Well, I was wrong. At least mostly wrong. Yes, you can set up an MS LAN Manager server and share drives and printers from DOS. What I don’t know is whether it’d run on a 286 or if a 386 would be required.

I also don’t know exactly why you would want to do it, other than to show off, because the PCs you’ll be connecting from have more RAM than most 286s had disk space.

Before anyone asks: Yes, I have a 286 motherboard laying around somewhere, so I could put together a 286 system to try this. No, I am not willing to try it.

If you want to try it, instructions for setting up this crazy thing are here.

And I’m sure someone is asking if there might be a legitimate use for something like this. I suppose the answer might be yes. You could make a bootable CD-ROM with this stuff on it to use to quickly bring up an emergency file/print server for disaster recovery. Of course it’s just as easy to keep a hard drive stored somewhere with a configured Linux distro on it and Samba, and that’ll perform a whole lot better.

But if DOS intrigues you and you want to find all sorts of odd uses for it, you can find a linkfest over here.
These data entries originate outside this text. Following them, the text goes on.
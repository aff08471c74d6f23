// SPDX-License-Identifier: MIT OR Apache-2.0
//! Built-in adapter manifests and config validation.
//!
//! Manifests are plain data: the catalog, the instance policy, and each
//! type's config-field schema live here, not in code paths. Validation
//! accumulates every problem instead of stopping at the first.

use relay_core::adapter::{
    AdapterCategory, AdapterManifest, ConfigField, FieldType, ShowWhen, SubjectSpec,
};
use serde_json::Value;

/// Type id of the internal agent bridge.
pub const CLAUDE_CODE: &str = "claude-code";

/// Type id of the Telegram channel adapter.
pub const TELEGRAM: &str = "telegram";

/// Type id of the generic HMAC-signed webhook adapter.
pub const WEBHOOK: &str = "webhook";

/// All built-in manifests, in catalog order.
pub fn builtin_manifests() -> Vec<AdapterManifest> {
    vec![claude_code(), telegram(), webhook()]
}

/// Look up a built-in manifest by type id.
pub fn manifest_for(adapter_type: &str) -> Option<AdapterManifest> {
    builtin_manifests()
        .into_iter()
        .find(|m| m.adapter_type == adapter_type)
}

fn claude_code() -> AdapterManifest {
    AdapterManifest {
        adapter_type: CLAUDE_CODE.into(),
        display_name: "Claude Code".into(),
        category: AdapterCategory::Internal,
        builtin: true,
        multi_instance: false,
        config_fields: vec![ConfigField::optional("agent_dir", FieldType::Text)],
        subjects: SubjectSpec {
            inbound: Some("relay.agent.*".into()),
            outbound: Some("relay.human.console.>".into()),
        },
    }
}

fn telegram() -> AdapterManifest {
    AdapterManifest {
        adapter_type: TELEGRAM.into(),
        display_name: "Telegram".into(),
        category: AdapterCategory::Messaging,
        builtin: true,
        multi_instance: true,
        config_fields: vec![
            ConfigField::required("token", FieldType::Password),
            ConfigField::required("chat_id", FieldType::Text),
            ConfigField {
                default: Some(Value::String("https://api.telegram.org".into())),
                ..ConfigField::optional("api_base", FieldType::Url)
            },
        ],
        subjects: SubjectSpec {
            inbound: Some("relay.telegram.*.in".into()),
            outbound: Some("relay.telegram.*.out".into()),
        },
    }
}

fn webhook() -> AdapterManifest {
    AdapterManifest {
        adapter_type: WEBHOOK.into(),
        display_name: "Webhook".into(),
        category: AdapterCategory::Automation,
        builtin: true,
        multi_instance: true,
        config_fields: vec![
            ConfigField::required("secret", FieldType::Password),
            ConfigField::optional("forward_url", FieldType::Url),
            ConfigField {
                default: Some(Value::Bool(false)),
                ..ConfigField::optional("sign_outbound", FieldType::Boolean)
            },
            ConfigField {
                default: Some(Value::String("x-relay-signature".into())),
                show_when: Some(ShowWhen {
                    key: "sign_outbound".into(),
                    equals: Value::Bool(true),
                }),
                ..ConfigField::optional("signature_header", FieldType::Text)
            },
        ],
        subjects: SubjectSpec {
            inbound: Some("relay.webhook.*.in".into()),
            outbound: Some("relay.webhook.*.out".into()),
        },
    }
}

// ---------------------------------------------------------------------------
// Validation
// ---------------------------------------------------------------------------

/// Validate `config` against the manifest's field schema.
///
/// Returns the config with declared defaults filled in, or every problem
/// found. Fields hidden by a `show_when` rule are skipped entirely; unknown
/// keys are rejected.
pub fn validate_config(manifest: &AdapterManifest, config: &Value) -> Result<Value, Vec<String>> {
    let Some(map) = config.as_object() else {
        return Err(vec!["config must be a JSON object".into()]);
    };

    let mut errors = Vec::new();
    let mut out = map.clone();

    let known: Vec<&str> = manifest.config_fields.iter().map(|f| f.key.as_str()).collect();
    for key in map.keys() {
        if !known.contains(&key.as_str()) {
            errors.push(format!("unknown field '{key}'"));
        }
    }

    for field in &manifest.config_fields {
        if let Some(rule) = &field.show_when {
            let controlling = map.get(&rule.key).or(default_of(manifest, &rule.key));
            if controlling != Some(&rule.equals) {
                continue;
            }
        }

        match map.get(&field.key) {
            None => {
                if let Some(default) = &field.default {
                    out.insert(field.key.clone(), default.clone());
                } else if field.required {
                    errors.push(format!("missing required field '{}'", field.key));
                }
            }
            Some(value) => {
                if let Err(reason) = check_type(field, value) {
                    errors.push(reason);
                }
            }
        }
    }

    if errors.is_empty() {
        Ok(Value::Object(out))
    } else {
        Err(errors)
    }
}

fn default_of<'a>(manifest: &'a AdapterManifest, key: &str) -> Option<&'a Value> {
    manifest
        .config_fields
        .iter()
        .find(|f| f.key == key)
        .and_then(|f| f.default.as_ref())
}

fn check_type(field: &ConfigField, value: &Value) -> Result<(), String> {
    let key = &field.key;
    match field.field_type {
        FieldType::Text | FieldType::Password | FieldType::Textarea => {
            if !value.is_string() {
                return Err(format!("field '{key}' must be a string"));
            }
        }
        FieldType::Url => {
            let Some(s) = value.as_str() else {
                return Err(format!("field '{key}' must be a URL string"));
            };
            if !(s.starts_with("http://") || s.starts_with("https://")) {
                return Err(format!("field '{key}' must be an http(s) URL"));
            }
        }
        FieldType::Number => {
            if !value.is_number() {
                return Err(format!("field '{key}' must be a number"));
            }
        }
        FieldType::Boolean => {
            if !value.is_boolean() {
                return Err(format!("field '{key}' must be a boolean"));
            }
        }
        FieldType::Select => {
            let Some(s) = value.as_str() else {
                return Err(format!("field '{key}' must be one of {:?}", field.options));
            };
            if !field.options.iter().any(|o| o == s) {
                return Err(format!(
                    "field '{key}' must be one of {:?}, got '{s}'",
                    field.options
                ));
            }
        }
    }
    Ok(())
}

#[cfg(test)]
mod tests {
    use super::*;
    use serde_json::json;

    #[test]
    fn catalog_has_three_builtins() {
        let manifests = builtin_manifests();
        assert_eq!(manifests.len(), 3);
        assert!(manifests.iter().all(|m| m.builtin));
        assert!(manifest_for(CLAUDE_CODE).is_some());
        assert!(manifest_for("smoke-signals").is_none());
    }

    #[test]
    fn claude_code_is_single_instance() {
        let m = manifest_for(CLAUDE_CODE).unwrap();
        assert!(!m.multi_instance);
        assert_eq!(m.category, AdapterCategory::Internal);
    }

    #[test]
    fn valid_webhook_config_gets_defaults() {
        let m = manifest_for(WEBHOOK).unwrap();
        let out = validate_config(&m, &json!({"secret": "s3"})).unwrap();
        assert_eq!(out["secret"], "s3");
        assert_eq!(out["sign_outbound"], false);
        // signature_header is hidden while sign_outbound is false.
        assert!(out.get("signature_header").is_none());
    }

    #[test]
    fn show_when_reveals_dependent_field_default() {
        let m = manifest_for(WEBHOOK).unwrap();
        let out = validate_config(&m, &json!({"secret": "s3", "sign_outbound": true})).unwrap();
        assert_eq!(out["signature_header"], "x-relay-signature");
    }

    #[test]
    fn missing_required_field_reported() {
        let m = manifest_for(TELEGRAM).unwrap();
        let errors = validate_config(&m, &json!({"token": "t"})).unwrap_err();
        assert!(errors.iter().any(|e| e.contains("chat_id")));
    }

    #[test]
    fn unknown_field_rejected() {
        let m = manifest_for(WEBHOOK).unwrap();
        let errors = validate_config(&m, &json!({"secret": "s", "bogus": 1})).unwrap_err();
        assert!(errors.iter().any(|e| e.contains("bogus")));
    }

    #[test]
    fn type_mismatches_accumulate() {
        let m = manifest_for(TELEGRAM).unwrap();
        let errors =
            validate_config(&m, &json!({"token": 5, "chat_id": true, "api_base": "ftp://x"}))
                .unwrap_err();
        assert_eq!(errors.len(), 3);
    }

    #[test]
    fn non_object_config_rejected() {
        let m = manifest_for(WEBHOOK).unwrap();
        assert!(validate_config(&m, &json!([1, 2])).is_err());
    }

    #[test]
    fn manifest_subject_patterns_are_valid() {
        for m in builtin_manifests() {
            if let Some(p) = &m.subjects.inbound {
                relay_subject::validate_pattern(p).unwrap();
            }
            if let Some(p) = &m.subjects.outbound {
                relay_subject::validate_pattern(p).unwrap();
            }
        }
    }
}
One thought on “From the truly absurd dept.

  • August 15, 2002 at 7:52 am
    Permalink

    Hi Dave:

    Well, I had to comment on this one because…

    The answer must be yes. Why? Well, I have used, in the past, the “Windows for Work groups add-on for DOS” to do precisely that on a 286.

    I actually had a good reason at the time… the DOS 286 machine was my fax receiving machine! So, all I had to do was set up Bitfax for DOS on that machine to receive faxes on the dedicated fax line I had at the time and then share the drive on the network (using netbeui protocol) and go browse the shared drive to see if any new faxes had come in which I could then view from my main PC.

    Worked great and a perrfect use for a 286.